■ **Task to complete**
Your answer is to be the count alone: the number of lines in the data below where "find" appears.

■ **Study material**
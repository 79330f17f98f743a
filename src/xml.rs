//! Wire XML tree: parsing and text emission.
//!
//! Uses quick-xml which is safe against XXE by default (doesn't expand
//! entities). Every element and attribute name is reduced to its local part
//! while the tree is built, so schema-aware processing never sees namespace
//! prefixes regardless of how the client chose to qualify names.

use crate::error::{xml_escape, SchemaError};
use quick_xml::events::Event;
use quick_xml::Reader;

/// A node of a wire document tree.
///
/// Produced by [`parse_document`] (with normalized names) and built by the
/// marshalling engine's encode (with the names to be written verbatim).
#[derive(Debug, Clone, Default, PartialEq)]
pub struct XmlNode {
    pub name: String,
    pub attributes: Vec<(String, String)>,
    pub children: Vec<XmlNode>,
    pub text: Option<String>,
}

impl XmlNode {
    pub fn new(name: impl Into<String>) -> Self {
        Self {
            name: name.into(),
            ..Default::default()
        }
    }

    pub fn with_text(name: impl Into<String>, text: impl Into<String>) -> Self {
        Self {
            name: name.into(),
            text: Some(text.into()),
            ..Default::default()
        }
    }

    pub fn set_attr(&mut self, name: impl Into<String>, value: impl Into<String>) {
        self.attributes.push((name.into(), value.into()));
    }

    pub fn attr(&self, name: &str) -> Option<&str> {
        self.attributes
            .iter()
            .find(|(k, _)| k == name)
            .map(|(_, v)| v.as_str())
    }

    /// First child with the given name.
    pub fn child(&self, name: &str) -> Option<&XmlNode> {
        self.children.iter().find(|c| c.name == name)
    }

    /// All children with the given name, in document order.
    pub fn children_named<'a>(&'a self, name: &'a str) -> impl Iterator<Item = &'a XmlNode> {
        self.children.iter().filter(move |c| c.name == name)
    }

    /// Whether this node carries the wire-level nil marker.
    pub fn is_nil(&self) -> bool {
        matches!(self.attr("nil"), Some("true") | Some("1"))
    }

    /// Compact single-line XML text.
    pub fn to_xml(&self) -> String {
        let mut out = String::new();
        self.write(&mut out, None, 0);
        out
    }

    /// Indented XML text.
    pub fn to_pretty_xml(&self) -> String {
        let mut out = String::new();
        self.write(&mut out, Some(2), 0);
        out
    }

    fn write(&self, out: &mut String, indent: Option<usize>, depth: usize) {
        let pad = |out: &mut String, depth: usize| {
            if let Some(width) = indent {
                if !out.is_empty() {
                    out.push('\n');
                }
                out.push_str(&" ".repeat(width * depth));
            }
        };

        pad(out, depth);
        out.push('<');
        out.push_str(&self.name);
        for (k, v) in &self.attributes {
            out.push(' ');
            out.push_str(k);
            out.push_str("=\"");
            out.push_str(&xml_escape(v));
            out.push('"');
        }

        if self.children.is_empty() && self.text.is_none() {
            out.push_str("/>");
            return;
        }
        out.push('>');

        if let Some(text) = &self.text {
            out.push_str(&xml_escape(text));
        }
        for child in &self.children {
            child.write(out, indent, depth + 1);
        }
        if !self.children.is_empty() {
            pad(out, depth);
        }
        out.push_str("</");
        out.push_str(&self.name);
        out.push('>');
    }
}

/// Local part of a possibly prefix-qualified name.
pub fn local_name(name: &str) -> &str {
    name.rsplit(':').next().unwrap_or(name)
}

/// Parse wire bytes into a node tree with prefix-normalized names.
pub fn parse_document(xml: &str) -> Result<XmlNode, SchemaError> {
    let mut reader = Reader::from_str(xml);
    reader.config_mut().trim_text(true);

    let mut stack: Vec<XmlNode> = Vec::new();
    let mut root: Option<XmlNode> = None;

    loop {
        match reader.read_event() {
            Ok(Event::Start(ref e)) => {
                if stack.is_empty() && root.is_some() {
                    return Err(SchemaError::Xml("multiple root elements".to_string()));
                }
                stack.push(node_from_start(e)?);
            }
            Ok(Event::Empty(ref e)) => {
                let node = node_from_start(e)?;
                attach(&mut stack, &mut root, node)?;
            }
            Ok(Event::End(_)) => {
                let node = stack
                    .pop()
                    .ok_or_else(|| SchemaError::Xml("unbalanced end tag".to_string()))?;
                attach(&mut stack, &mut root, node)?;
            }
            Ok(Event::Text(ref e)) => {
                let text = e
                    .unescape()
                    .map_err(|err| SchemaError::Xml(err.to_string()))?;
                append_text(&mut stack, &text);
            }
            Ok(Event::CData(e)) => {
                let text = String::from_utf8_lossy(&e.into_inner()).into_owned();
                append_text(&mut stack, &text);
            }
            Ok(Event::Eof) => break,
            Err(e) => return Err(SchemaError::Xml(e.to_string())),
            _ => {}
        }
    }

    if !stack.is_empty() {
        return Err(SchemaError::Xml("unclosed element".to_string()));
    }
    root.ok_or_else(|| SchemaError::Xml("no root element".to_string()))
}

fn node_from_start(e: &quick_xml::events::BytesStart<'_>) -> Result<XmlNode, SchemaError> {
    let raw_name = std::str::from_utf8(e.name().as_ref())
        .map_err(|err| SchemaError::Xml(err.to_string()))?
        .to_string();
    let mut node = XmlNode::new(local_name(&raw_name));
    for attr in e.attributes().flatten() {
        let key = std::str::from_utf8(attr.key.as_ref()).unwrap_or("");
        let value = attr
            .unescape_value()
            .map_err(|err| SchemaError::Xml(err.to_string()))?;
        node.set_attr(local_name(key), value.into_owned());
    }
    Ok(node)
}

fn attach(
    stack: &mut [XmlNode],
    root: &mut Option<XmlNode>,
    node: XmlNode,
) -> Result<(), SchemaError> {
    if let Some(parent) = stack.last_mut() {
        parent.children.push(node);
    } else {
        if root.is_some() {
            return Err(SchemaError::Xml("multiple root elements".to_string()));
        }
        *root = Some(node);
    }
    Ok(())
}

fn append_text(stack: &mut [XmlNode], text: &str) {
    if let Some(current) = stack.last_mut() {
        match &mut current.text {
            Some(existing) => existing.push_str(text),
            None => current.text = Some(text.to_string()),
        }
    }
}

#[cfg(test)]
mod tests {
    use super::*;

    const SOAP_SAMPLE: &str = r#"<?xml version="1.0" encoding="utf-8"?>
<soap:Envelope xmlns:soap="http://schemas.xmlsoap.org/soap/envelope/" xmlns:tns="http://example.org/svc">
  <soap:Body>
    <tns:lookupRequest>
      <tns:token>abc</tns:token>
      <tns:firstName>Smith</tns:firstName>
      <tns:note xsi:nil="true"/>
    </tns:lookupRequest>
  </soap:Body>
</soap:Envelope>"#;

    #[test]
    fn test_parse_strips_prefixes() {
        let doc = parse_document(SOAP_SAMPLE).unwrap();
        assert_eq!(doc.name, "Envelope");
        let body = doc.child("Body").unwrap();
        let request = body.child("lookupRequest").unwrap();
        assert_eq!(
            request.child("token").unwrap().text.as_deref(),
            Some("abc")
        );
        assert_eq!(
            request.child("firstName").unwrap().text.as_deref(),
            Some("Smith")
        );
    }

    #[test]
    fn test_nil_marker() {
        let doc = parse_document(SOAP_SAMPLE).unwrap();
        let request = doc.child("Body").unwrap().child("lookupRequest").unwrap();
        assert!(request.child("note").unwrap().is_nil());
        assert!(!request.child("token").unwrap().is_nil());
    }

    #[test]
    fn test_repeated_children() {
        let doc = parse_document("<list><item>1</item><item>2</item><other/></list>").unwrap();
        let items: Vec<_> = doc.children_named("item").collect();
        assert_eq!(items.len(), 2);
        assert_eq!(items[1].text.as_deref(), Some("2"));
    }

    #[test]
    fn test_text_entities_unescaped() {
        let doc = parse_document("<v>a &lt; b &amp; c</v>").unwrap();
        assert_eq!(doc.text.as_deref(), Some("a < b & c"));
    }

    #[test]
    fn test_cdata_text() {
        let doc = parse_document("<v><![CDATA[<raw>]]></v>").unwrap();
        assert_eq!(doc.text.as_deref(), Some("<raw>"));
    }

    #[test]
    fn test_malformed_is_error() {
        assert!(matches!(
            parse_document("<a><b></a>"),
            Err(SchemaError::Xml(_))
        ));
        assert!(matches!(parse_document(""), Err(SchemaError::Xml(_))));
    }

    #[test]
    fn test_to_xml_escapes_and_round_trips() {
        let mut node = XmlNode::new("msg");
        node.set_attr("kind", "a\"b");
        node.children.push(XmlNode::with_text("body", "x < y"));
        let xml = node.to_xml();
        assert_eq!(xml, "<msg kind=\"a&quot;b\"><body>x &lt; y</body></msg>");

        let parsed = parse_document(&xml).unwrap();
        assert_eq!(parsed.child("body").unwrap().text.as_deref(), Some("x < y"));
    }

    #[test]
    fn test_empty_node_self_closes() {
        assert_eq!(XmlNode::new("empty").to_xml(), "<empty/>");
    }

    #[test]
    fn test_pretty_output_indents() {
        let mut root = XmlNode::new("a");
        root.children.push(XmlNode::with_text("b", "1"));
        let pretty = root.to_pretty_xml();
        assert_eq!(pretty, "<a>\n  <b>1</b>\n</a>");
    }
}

* * *

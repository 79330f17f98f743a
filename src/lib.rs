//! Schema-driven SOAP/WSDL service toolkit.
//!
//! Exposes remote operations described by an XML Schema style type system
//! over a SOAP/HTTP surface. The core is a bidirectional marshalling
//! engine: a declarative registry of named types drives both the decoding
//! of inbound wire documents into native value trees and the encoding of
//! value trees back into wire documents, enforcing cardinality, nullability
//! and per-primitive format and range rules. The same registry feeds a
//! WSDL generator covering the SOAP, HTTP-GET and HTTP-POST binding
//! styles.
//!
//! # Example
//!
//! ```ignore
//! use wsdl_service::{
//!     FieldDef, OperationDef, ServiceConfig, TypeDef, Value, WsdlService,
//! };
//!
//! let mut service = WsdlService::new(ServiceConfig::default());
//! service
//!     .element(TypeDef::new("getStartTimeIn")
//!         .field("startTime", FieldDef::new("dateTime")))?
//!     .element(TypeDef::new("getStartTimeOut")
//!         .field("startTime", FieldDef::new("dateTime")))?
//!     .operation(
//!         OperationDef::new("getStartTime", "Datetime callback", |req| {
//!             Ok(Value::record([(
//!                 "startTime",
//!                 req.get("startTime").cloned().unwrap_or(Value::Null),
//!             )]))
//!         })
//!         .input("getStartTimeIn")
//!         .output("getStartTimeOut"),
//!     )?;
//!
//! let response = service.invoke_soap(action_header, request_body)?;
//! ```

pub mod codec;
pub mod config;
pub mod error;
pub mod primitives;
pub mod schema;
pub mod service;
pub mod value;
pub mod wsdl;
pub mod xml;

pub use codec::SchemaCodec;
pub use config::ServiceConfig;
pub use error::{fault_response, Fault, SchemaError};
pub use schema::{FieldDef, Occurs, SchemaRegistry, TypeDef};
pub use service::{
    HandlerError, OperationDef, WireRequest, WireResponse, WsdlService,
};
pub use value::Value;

■ **Your solution**
2